Hemos llegado casi al ecuador de Octubre, el mes del miedo por excelencia y por eso me he animado a participar en la convocatoria del blog PLEGARIAS EN LA NOCHE.En esta ocasión se nos animaba a escribir sobre una leyenda de nuestro país. Como España es riquísima en este tipo de historias, yo he cerrado bastante el círculo y os traigo una leyenda gaditana.
Se llama "La casa de los espejos" y me he tomado la libertad de narrarla incluyendo ciertos detalles para enriquecerla. Como al final se ha hecho un poco larga, la voy a publicar en tres entradas ya que la convocatoria está abierta todo el mes.
¡Ojalá te guste!
-¡Pero padre! ¿Otra vez se marcha?
Don Luis Álvarez de Comillas miraba con compasión la carita llena de pecas de su preciosa hija única, Encarnita. Tenía unos enormes ojos miel, iguales a los de su madre, que hoy brillaban como el ámbar porque la pobre, estaba a punto de llorar.
Y es que desde que Doña Encarna, la esposa de Luis, falleciera hacía un par de años presa de terribles fiebres, la pequeña se había refugiado en el cariño de su padre, a pesar de que este apenas estaba presente.
- ¡Ay, mi querida Encarnita! Sabes que tengo que marchar. En esta ocasión los negocios me llevan a las tierras antillanas. Pero te prometo que a la vuelta, te traeré un espejo nuevo…¡más bonito que todos los anteriores!

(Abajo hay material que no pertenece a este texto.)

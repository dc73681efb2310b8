//! Tool directive parsing.
//!
//! The backend asks for a tool by writing a line such as
//!
//! ```text
//! TOOL_CALL: wikipedia_summary("Marie Curie")
//! ```
//!
//! anywhere in its output. Which tool names are recognized, and under which
//! parameter name the argument is passed, is data held in a [`DirectiveSet`].

use crate::tools::ToolArguments;
use thiserror::Error;

/// Literal marker that introduces a directive.
pub const MARKER: &str = "TOOL_CALL:";

const OPEN: &str = "(\"";
const CLOSE: &str = "\")";

/// A request to invoke one tool with one string argument.
#[derive(Debug, Clone, PartialEq, Eq)]
pub struct ToolDirective {
    pub tool_name: String,
    /// Parameter name the argument is passed under.
    pub parameter: String,
    pub argument: String,
}

impl ToolDirective {
    pub fn arguments(&self) -> ToolArguments {
        ToolArguments::single(&self.parameter, &self.argument)
    }
}

/// Malformed directive syntax.
#[derive(Debug, Clone, PartialEq, Eq, Error)]
pub enum DirectiveParseError {
    #[error("directive for {tool} has no opening (\"")]
    MissingOpen { tool: String },
    #[error("directive for {tool} has no closing \")")]
    MissingClose { tool: String },
}

/// A tool the directive grammar recognizes.
#[derive(Debug, Clone, PartialEq, Eq)]
pub struct DirectiveTool {
    pub name: String,
    pub parameter: String,
}

impl DirectiveTool {
    pub fn new(name: impl Into<String>, parameter: impl Into<String>) -> Self {
        Self {
            name: name.into(),
            parameter: parameter.into(),
        }
    }

    /// The directive line the backend is told to emit for this tool.
    pub fn example(&self) -> String {
        format!("{MARKER} {}(\"{}\")", self.name, self.parameter)
    }
}

/// The tools that directives may name.
#[derive(Debug, Clone, PartialEq, Eq)]
pub struct DirectiveSet {
    tools: Vec<DirectiveTool>,
}

impl Default for DirectiveSet {
    fn default() -> Self {
        Self::new(vec![DirectiveTool::new("wikipedia_summary", "topic")])
    }
}

impl DirectiveSet {
    pub fn new(tools: Vec<DirectiveTool>) -> Self {
        Self { tools }
    }

    pub fn tools(&self) -> &[DirectiveTool] {
        &self.tools
    }

    /// Scan generated text for a directive naming any known tool.
    ///
    /// The first entry that yields a directive wins. A malformed directive
    /// for one entry does not hide a well-formed one for another; the first
    /// parse error is returned only when no entry matched.
    pub fn parse(&self, text: &str) -> Result<Option<ToolDirective>, DirectiveParseError> {
        let mut first_error = None;
        for tool in &self.tools {
            match parse(text, &tool.name) {
                Ok(Some(argument)) => {
                    return Ok(Some(ToolDirective {
                        tool_name: tool.name.clone(),
                        parameter: tool.parameter.clone(),
                        argument,
                    }));
                }
                Ok(None) => {}
                Err(e) if first_error.is_none() => first_error = Some(e),
                Err(_) => {}
            }
        }
        match first_error {
            Some(e) => Err(e),
            None => Ok(None),
        }
    }
}

/// Extract the argument of a `TOOL_CALL: <tool_name>("<argument>")` directive.
///
/// Whitespace is allowed between the tool name and `("`. Mentions of the
/// name that are not followed by `("` are skipped.
///
/// Returns `Ok(None)` when the marker is absent or the tool name does not
/// follow it.
pub fn parse(text: &str, tool_name: &str) -> Result<Option<String>, DirectiveParseError> {
    let Some(marker) = text.find(MARKER) else {
        return Ok(None);
    };
    let rest = &text[marker + MARKER.len()..];
    if !rest.contains(tool_name) {
        return Ok(None);
    }

    let Some(argument) = rest.match_indices(tool_name).find_map(|(at, name)| {
        rest[at + name.len()..].trim_start().strip_prefix(OPEN)
    }) else {
        return Err(DirectiveParseError::MissingOpen {
            tool: tool_name.to_string(),
        });
    };

    let Some(close_at) = argument.find(CLOSE) else {
        return Err(DirectiveParseError::MissingClose {
            tool: tool_name.to_string(),
        });
    };

    Ok(Some(argument[..close_at].to_string()))
}
//! Directive dispatch.

use super::{ToolHost, ToolInvocationResult};
use crate::directive::ToolDirective;
use tracing::{info, warn};

/// Invoke the tool a directive names and normalize the outcome.
///
/// Tool failures are returned as [`ToolInvocationResult::Failure`] so the
/// conversation can report them; nothing here is fatal to the loop.
pub async fn dispatch<T: ToolHost>(host: &T, directive: &ToolDirective) -> ToolInvocationResult {
    let tool = directive.tool_name.as_str();
    info!(tool, argument = directive.argument.as_str(), "dispatching tool call");

    match host.invoke(tool, &directive.arguments()).await {
        Ok(text) => ToolInvocationResult::Success(text),
        Err(e) => {
            warn!(tool, error = %e, "tool call failed");
            ToolInvocationResult::Failure(format!("The {tool} tool could not be used: {e}"))
        }
    }
}
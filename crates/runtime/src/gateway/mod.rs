//! Generation backend abstraction.
//!
//! A backend turns a prompt into generated text. Calls are single-shot:
//! no retries, no streaming.

mod errors;
mod ollama;

pub use errors::GatewayError;
pub use ollama::{DEFAULT_TIMEOUT, OllamaBackend, OllamaBackendBuilder};

use serde::{Deserialize, Serialize};
use std::future::Future;

/// A model name and the endpoint that serves it.
#[derive(Debug, Clone, PartialEq, Eq, Serialize, Deserialize)]
pub struct ModelEndpoint {
    pub name: String,
    pub endpoint: String,
}

impl ModelEndpoint {
    pub fn new(name: impl Into<String>, endpoint: impl Into<String>) -> Self {
        Self {
            name: name.into(),
            endpoint: endpoint.into(),
        }
    }
}

/// Trait for text-generation backends.
pub trait Backend: Send + Sync {
    /// Generate text for `prompt`, using the default model when `model` is `None`.
    fn generate(
        &self,
        prompt: &str,
        model: Option<&str>,
    ) -> impl Future<Output = Result<String, GatewayError>> + Send;
}
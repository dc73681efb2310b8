//! Prompt construction.

use crate::directive::DirectiveSet;
use crate::history::Turn;
use crate::tools::ToolDescriptor;

/// Appended after the window when asking for an answer built from a tool result.
pub const SYNTHESIZE_INSTRUCTION: &str =
    "Please provide a helpful response based on the tool result above.";

/// Build the system preamble advertising the catalog.
///
/// Only directive tools present in the catalog get a usage line.
pub fn system_preamble(catalog: &[ToolDescriptor], directives: &DirectiveSet) -> String {
    let listing = catalog
        .iter()
        .map(|tool| format!("- {}: {}", tool.name, tool.description))
        .collect::<Vec<_>>()
        .join("\n");

    let mut preamble =
        format!("You are a helpful assistant with access to the following tools:\n\n{listing}\n");

    for tool in directives
        .tools()
        .iter()
        .filter(|d| catalog.iter().any(|t| t.name == d.name))
    {
        preamble.push_str(&format!(
            "\nWhen a user asks about something the {} tool can help with, respond with:\n{}\n",
            tool.name,
            tool.example()
        ));
    }

    preamble.push_str("\nOtherwise, answer normally. Be concise and helpful.");
    preamble
}

/// Preamble, windowed turns, optional instruction, and the assistant cue.
pub fn build_prompt(preamble: &str, window: &[Turn], instruction: Option<&str>) -> String {
    let conversation = window.iter().map(Turn::render).collect::<Vec<_>>().join("\n");
    match instruction {
        Some(instruction) => {
            format!("{preamble}\n\nConversation:\n{conversation}\n\n{instruction}\nAssistant: ")
        }
        None => format!("{preamble}\n\nConversation:\n{conversation}\nAssistant: "),
    }
}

Mientras decía estas palabras con cierto tono teatral, Luis levantó a la pequeña en volandas, haciéndola girar por su dormitorio. Este movimiento, lleno de fru-frús de las enaguas de encaje de la niña, y acompañado por el vuelo de sus tirabuzones caoba, se reflejó en los más de cuarenta espejos que decoraban las paredes de su cuarto.
Redondos, cuadrados, con forma de rombo o irregulares. Revestidos de marfil, adornados con piedras preciosas, con plumas, con una humilde base de juncos tejidos: los espejos del dormitorio de Encarnita eran ya tantos, y tan peculiares, que se había extendido el rumor por la ciudad gaditana de la curiosa manera en que la niña decoraba su cuarto.
No en vano Don Luis, le traía de cada uno de sus viajes allende los mares, un nuevo espejo, cada vez más original y extravagante que el anterior. Es por eso que en la tacita de plata, siempre tan dada a crear apodos y chascarrillos ante cualquier dato curioso, se empezó a llamar a la morada de Don Luis, “La casa de los espejos”.
Un espejo pequeño como un monóculo, lleno de perlas en su base; otro tan grande que casi ocupaba la pared entera de un lado del dormitorio, pintado en pan de oro y con miniaturas que contaban leyendas precolombinas; uno más, cuyos adornos afilados eran tallas de huesos de tiburón…todos estos particulares presentes fueron siendo testigos del paso de los años sin que Encarnita supiera, que pronto, muy pronto, su destino cambiaría drásticamente.